« September 2004 | Main | November 2004 »

October 31, 2004

Death To Blog Spam Arrgghhh

Listen to this articleListen to this article

I've been using MT-Blacklist for sometime now and while it does a good job of moderating the spam, I'd rather it didn't even get that far. So in a last ditch effort to eradicate comment spam all together, I've just installed a different kind of solution. This plugin puts up a security code graphic that you must enter in order to submit the comment. Although there have been some complaints about this technique on the grounds that it is discrimatory towards people with impaired vision, I'm going to give a whirl anyway and see how it goes. Apparently the guy who wrote the plugin has also recently written a bayesian filter as well but personally, like with MT-Blacklist, I don't have the time to sift through all the comments, deleting the spam.

Update: 1st November 2004 - Seems to be working a treat. I've had not one blog spam comment in the last 24 hours but people have successfully commented manually. I usually get around 6-10 spam comments in the same period.Update: 4th November 2004 - It's amusing to look at my web logs and see all the access attempts from dodgy sites, no doubt attempting to post comment spam and failing dismally!

October 26, 2004

When Corporates Embrace Open Source

Listen to this articleListen to this article

It is common for organisations to justify the use of popular Open Source Frameworks on the basis that developers with these skills are easy to come by. In addition, because the source code is readily accessible, it's easy to make bug fixes and patches whenever needed. This is clearly justification enough that no analysis need be performed in order to ascertain if said framework actually fits the technical requirements of the application.

The next step always seems to be to download the source code and check it into a local repository. Then, have a core group of developers maintain it internally. This team will be responsible for checking out the source code, building it and distributing it to all the other teams ensuring that changes are controlled and all teams keep up to date with the correct version.

After using the framework for a few months, it becomes obvious that the way the code was originally written is either: broken; wrong; or doesn't quite fit with The Way We Do Projects Here ™. This then requires massive changes to "simplify" the design and add enhancements wherever "necessary" - Like masking all those pesky exceptions that get thrown and instead returning null.

Of course now that so many changes have been made, and coupled with the requirement that all projects be uniform in quality, it becomes necessary to ensure that project teams cannot and will not use the version(s) available from the original project site but instead are forced to use the highly tailored internal version. In fact it's probably a good idea to make the framework a "black box". I mean, why would the non-core developers need or want access to the source code. The core team are providing a service after all and that is all that's important, so access to the internal repository must be on an as-needs basis.

And finally, after 12 months of development and hard-work, it is customary to allow the The Architect who made ALL the proprietary changes (to the supposedly open framework) to go on 4 weeks holiday, just prior to delivery to System Test, leaving the project team to fend for themselves so that when a bug is found, the only solution is to fork the code (again) and check it in to the project repository on the proviso that the changes make their way back into the core ASAP.

October 23, 2004

Why Type When I Can Skype

Listen to this articleListen to this article

Throw out Yahoo! Messenger, if you're not using Skype, I'm no longer your "buddy" :P. I've tried voice chat before but nothing even as close to as good as this.
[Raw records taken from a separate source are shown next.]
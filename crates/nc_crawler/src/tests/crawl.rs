use async_trait::async_trait;
use nc_core::{
    ArticleQuery, ArticleRecord, ArticleStorage, DateWindow, Error, Result, StopReason,
};
use nc_storage::{InMemoryStorage, SqliteStorage};
use std::sync::atomic::Ordering;
use std::sync::Arc;

use super::common::{at, url, CrawlHarness, FailingLauncher, Scripted, ScriptedExtractor};
use crate::cli::{crawl_sources, CommandContext};
use crate::config::CrawlerConfig;
use crate::extractor::PageExtractor;
use crate::run::CrawlRun;

fn three_articles(source: &str) -> ScriptedExtractor {
    let mut extractor = ScriptedExtractor::new(source);
    let stubs = vec![
        extractor.dated(1, at(2025, 1, 12, 8, 0)),
        extractor.dated(2, at(2025, 1, 11, 8, 0)),
        extractor.dated(3, at(2025, 1, 10, 8, 0)),
    ];
    extractor.page(stubs)
}

#[tokio::test]
async fn test_second_identical_run_only_updates() {
    let extractor = three_articles("test");
    let harness = CrawlHarness::new();

    let first = harness.run().execute(&extractor, DateWindow::unbounded(), 10).await.unwrap();
    assert_eq!((first.inserted, first.updated), (3, 0));

    let stored = harness.storage.find_by_url(&url(1)).await.unwrap().unwrap();

    let second = harness.run().execute(&extractor, DateWindow::unbounded(), 10).await.unwrap();
    assert_eq!((second.inserted, second.updated), (0, 3));
    assert_eq!(harness.storage.count().await.unwrap(), 3);

    let restored = harness.storage.find_by_url(&url(1)).await.unwrap().unwrap();
    assert_eq!(restored.created_at, stored.created_at);
    assert!(restored.updated_at >= stored.updated_at);
}

#[tokio::test]
async fn test_rerun_against_sqlite_keeps_one_row_per_url() {
    let dir = tempfile::tempdir().unwrap();
    let storage = SqliteStorage::new_with_path(&dir.path().join("articles.db")).await.unwrap();
    let harness = CrawlHarness::with_storage(Arc::new(storage));
    let extractor = three_articles("test");

    let first = harness.run().execute(&extractor, DateWindow::unbounded(), 10).await.unwrap();
    let second = harness.run().execute(&extractor, DateWindow::unbounded(), 10).await.unwrap();

    assert_eq!(first.inserted, 3);
    assert_eq!(second.updated, 3);
    assert_eq!(harness.storage.count().await.unwrap(), 3);
    assert_eq!(harness.storage.get_by_source("test").await.unwrap()[0].url, url(1));
}

#[tokio::test]
async fn test_setup_failure_aborts_before_any_work() {
    let storage: Arc<dyn ArticleStorage> = Arc::new(InMemoryStorage::new());
    let extractor = three_articles("test");

    let err = CrawlRun::new(Arc::new(FailingLauncher), storage.clone())
        .execute(&extractor, DateWindow::unbounded(), 10)
        .await
        .unwrap_err();

    assert_eq!(err.reason, "browser binary not found");
    assert!(extractor.requested_pages().is_empty());
    assert_eq!(storage.count().await.unwrap(), 0);
    assert!(Error::from(err).is_fatal());
}

#[tokio::test]
async fn test_session_is_closed_after_every_run() {
    let harness = CrawlHarness::new();
    let extractor = ScriptedExtractor::new("test").failing_page("boom").failing_page("boom");

    harness.run().execute(&extractor, DateWindow::unbounded(), 2).await.unwrap();
    harness.run().execute(&three_articles("test"), DateWindow::unbounded(), 2).await.unwrap();

    assert_eq!(harness.launcher.launches.load(Ordering::SeqCst), 2);
    assert_eq!(harness.quits(), 2);
}

#[tokio::test]
async fn test_content_is_sanitized_before_saving() {
    let mut extractor = ScriptedExtractor::new("ltn");
    extractor.ad_phrases = vec!["點我下載APP".into()];
    let stub = extractor.dated(1, at(2025, 1, 10, 8, 0)).with_image_url("https://img.test/1.jpg");
    let record = ArticleRecord::new(url(1), "", "  Housing   prices  ", at(2025, 1, 10, 8, 0))
        .with_content("Prices rose\n點我下載APP\nPrices rose\nSOCIAL FOOTER\nBuyers wait");
    extractor.script(1, Scripted::Article(record));
    let extractor = extractor.page(vec![stub]);

    let harness = CrawlHarness::new().ad_phrases(&["SOCIAL FOOTER"]);
    harness.run().execute(&extractor, DateWindow::unbounded(), 10).await.unwrap();

    let stored = harness.storage.find_by_url(&url(1)).await.unwrap().unwrap();
    assert_eq!(stored.title, "Housing prices");
    assert_eq!(stored.source, "ltn");
    assert_eq!(stored.content.as_deref(), Some("Prices rose\nBuyers wait"));
    assert_eq!(stored.description.as_deref(), Some("Prices rose Buyers wait"));
    assert_eq!(stored.image_url.as_deref(), Some("https://img.test/1.jpg"));
}

#[tokio::test]
async fn test_record_without_title_is_rejected() {
    let mut extractor = ScriptedExtractor::new("test");
    let stub = extractor.dated(1, at(2025, 1, 10, 8, 0));
    extractor.script(
        1,
        Scripted::Article(ArticleRecord::new(url(1), "test", "   ", at(2025, 1, 10, 8, 0))),
    );
    let extractor = extractor.page(vec![stub]);

    let harness = CrawlHarness::new();
    let result = harness.run().execute(&extractor, DateWindow::unbounded(), 10).await.unwrap();

    assert_eq!(result.fetched, 1);
    assert_eq!(result.saved(), 0);
    assert!(result.errors[0].reason.contains("no title"));
    assert_eq!(harness.storage.count().await.unwrap(), 0);
}

#[tokio::test]
async fn test_cancellation_keeps_flushed_work() {
    let harness = CrawlHarness::new();
    let mut extractor = ScriptedExtractor::new("test");
    let stubs: Vec<_> = (1..=4).map(|n| extractor.dated(n, at(2025, 1, 20 - n, 8, 0))).collect();
    extractor.cancel_after = Some((2, harness.cancel.clone()));
    let extractor = extractor.page(stubs);

    let result = harness.run().execute(&extractor, DateWindow::unbounded(), 10).await.unwrap();

    assert_eq!(result.stop_reason, Some(StopReason::Cancelled));
    assert_eq!(result.fetched, 2);
    assert_eq!(result.inserted, 2);
    assert_eq!(harness.storage.count().await.unwrap(), 2);
    assert_eq!(harness.quits(), 1);
}

#[tokio::test]
async fn test_cancel_before_start_visits_nothing() {
    let harness = CrawlHarness::new();
    harness.cancel.cancel();
    let extractor = three_articles("test");

    let result = harness.run().execute(&extractor, DateWindow::unbounded(), 10).await.unwrap();

    assert_eq!(result.pages_visited, 0);
    assert_eq!(result.stop_reason, Some(StopReason::Cancelled));
    assert!(extractor.requested_pages().is_empty());
}

/// Accepts lookups but refuses every write.
struct ReadOnlyStorage;

#[async_trait]
impl ArticleStorage for ReadOnlyStorage {
    async fn find_by_url(&self, _url: &str) -> Result<Option<ArticleRecord>> {
        Ok(None)
    }

    async fn upsert_batch(&self, _records: &[ArticleRecord]) -> Result<()> {
        Err(Error::Database("attempt to write a readonly database".into()))
    }

    async fn get_by_source(&self, _source: &str) -> Result<Vec<ArticleRecord>> {
        Ok(Vec::new())
    }

    async fn search(&self, _query: &ArticleQuery) -> Result<Vec<ArticleRecord>> {
        Ok(Vec::new())
    }

    async fn count(&self) -> Result<u64> {
        Ok(0)
    }
}

#[tokio::test]
async fn test_failed_batches_name_every_lost_url() {
    let harness = CrawlHarness::with_storage(Arc::new(ReadOnlyStorage));
    let extractor = three_articles("test");

    let result = harness.run().execute(&extractor, DateWindow::unbounded(), 10).await.unwrap();

    assert_eq!(result.fetched, 3);
    assert_eq!(result.saved(), 0);
    let mut targets: Vec<_> = result.errors.iter().map(|f| f.target.clone()).collect();
    targets.sort();
    assert_eq!(targets, [url(1), url(2), url(3)]);
    assert!(result.errors.iter().all(|f| f.reason.contains("readonly")));
}

#[tokio::test]
async fn test_concurrent_runs_share_storage() {
    let storage: Arc<dyn ArticleStorage> = Arc::new(InMemoryStorage::new());
    let harness = CrawlHarness::with_storage(storage.clone());
    let ctx = CommandContext {
        config: CrawlerConfig {
            request_delay_ms: 0,
            ..CrawlerConfig::default()
        },
        registry: Default::default(),
        storage,
        launcher: harness.launcher.clone(),
        cancel: harness.cancel.clone(),
    };

    let mut second = ScriptedExtractor::new("other");
    let stubs = vec![second.dated(10, at(2025, 1, 5, 8, 0)), second.dated(11, at(2025, 1, 4, 8, 0))];
    let second = second.page(stubs);
    let extractors: Vec<Arc<dyn PageExtractor>> = vec![Arc::new(three_articles("test")), Arc::new(second)];

    let results = crawl_sources(&ctx, &extractors, DateWindow::unbounded(), 10).await.unwrap();

    assert_eq!(results.len(), 2);
    assert_eq!(results[0].source, "test");
    assert_eq!(results[0].inserted, 3);
    assert_eq!(results[1].inserted, 2);
    assert_eq!(ctx.storage.count().await.unwrap(), 5);
    assert_eq!(harness.quits(), 2);
}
I can't believe I've never heard (pardon the pun) of it before.

I plugged my headphones in, "called up" a friend and starting speaking at my laptop (there's a mic there somewhere though I've no idea where). The sound quality is astonishingly good. My friend might as well have been sitting next to me.

So I started calling up everyone I could. My brother travels a lot for work and has two kids and I figured it would be really useful for him. "brb (be right back)" he says so I start playing some of my newly ripped CDs as "hold music". When he got back I asked him what the sound quality was like. "I thought a CD had started playing on my computer" he replied.
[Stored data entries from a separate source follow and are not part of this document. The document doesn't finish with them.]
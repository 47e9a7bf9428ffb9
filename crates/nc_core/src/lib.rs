pub mod date_window;
pub mod error;
pub mod sanitizer;
pub mod storage;
pub mod types;

pub use date_window::DateWindow;
pub use error::{Error, Result, SetupError};
pub use sanitizer::ContentSanitizer;
pub use storage::{ArticleQuery, ArticleStorage};
pub use types::{
    ArticleRecord, ArticleStub, CrawlFailure, CrawlResult, SaveOutcome, StopReason,
};

pub mod prelude {
    pub use super::{
        ArticleRecord, ArticleStorage, ArticleStub, CrawlResult, DateWindow, Error, Result,
    };
}
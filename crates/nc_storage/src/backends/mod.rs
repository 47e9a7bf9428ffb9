pub mod memory;

#[cfg(feature = "sqlite")]
pub mod sqlite;

pub use memory::InMemoryStorage;

#[cfg(feature = "sqlite")]
pub use sqlite::SqliteStorage;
Apparently you can have up to a 4-way chat. Though I've not tried, if you're prepared to pay, it allows you to make international, and possibly even local calls. I'd be interested to hear from anyone that has. And even better it has a text based IM client built in so if you like to type instead you can; though why would you bother, Jon? :P

The next bit is to work out how to get VNC working over a VPN across The 'Net so that James and I can do a bit of remote pair programming...mmmm

Now if only I could find a way to have multiple voice chat conversations going at once without having my brain explode. Oh well I guess it's a little too early to throw away the IM client after all. DOH!

October 21, 2004

Beware The Cross-Product Join

Listen to this articleListen to this article

An intersting discussion started on the Drools user mailing list regarding some problems writing a rule. The particular problem is not unique to business rules though. RETE-based inferences engines share much in common with relational databases and in fact this particular problem can affect SQL queries in the same way as it affects business rules.
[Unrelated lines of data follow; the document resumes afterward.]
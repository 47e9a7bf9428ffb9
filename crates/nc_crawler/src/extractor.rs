use async_trait::async_trait;
use chrono::{FixedOffset, Offset, Utc};
use nc_core::{ArticleRecord, ArticleStub, Result};

use crate::browser::BrowserSession;

/// Site-specific capability set driven by the pagination controller.
///
/// Implementations only parse; navigation and retries go through the
/// session they are handed.
#[async_trait]
pub trait PageExtractor: Send + Sync {
    /// Source name recorded on every article this extractor produces.
    fn source(&self) -> &str;

    /// Boilerplate phrases stripped from this source's article bodies.
    fn ad_phrases(&self) -> &[String] {
        &[]
    }

    /// Offset in which this source's publication dates are local.
    fn utc_offset(&self) -> FixedOffset {
        Utc.fix()
    }

    /// Stubs on listing page `page` (1-based). Empty means no more pages.
    async fn list_page(&self, session: &mut BrowserSession, page: u32) -> Result<Vec<ArticleStub>>;

    /// Full article for `stub`, or `None` when the page has nothing usable.
    async fn fetch_article(&self, session: &mut BrowserSession, stub: &ArticleStub) -> Result<Option<ArticleRecord>>;
}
Let's say we wanted to find all pairs of people that were maternal siblings (ie that had the same mother). In SQL we could write a query like this*:

SELECT * FROM Child c1, Child c2
WHERE c1.motherId = c2.motherId

If we imagine we have only two children in our database, Bob (childId = 1) and Mary (childId = 2), both having the same mother, this query would generate four rows:

  • Bob, Mary
  • Mary, Bob
  • Bob, Bob
  • Mary, Mary

This is called a cross-product; every row is joined to every other row. This results in rows we're not interested in: Bob, Bob and Mary, Mary. So the first thing we would do is try and ignore rows where the child was the same:

SELECT * FROM Child c1, Child c2
WHERE c1.motherId = c2.motherId
AND c1.childId != c2.childId

Which results in:

  • Bob, Mary
  • Mary, Bob

The next thing you'll notice is that we still have redundant rows - rows that mean the same thing. There are a few "tricks" to avoiding this and really come down to a knowledge of the underlying attributes of the tables involved. The simplest in our case is to change the condition:

SELECT * FROM Child c1, Child c2
WHERE c1.motherId = c2.motherId
AND c1.childId < c2.childId

By imposing an arbitrary ordering, we prevent rows being joined to themselves and ensure that for any two siblings, we only get one row. Best of all, this technique translates directly into the implementation of business rules.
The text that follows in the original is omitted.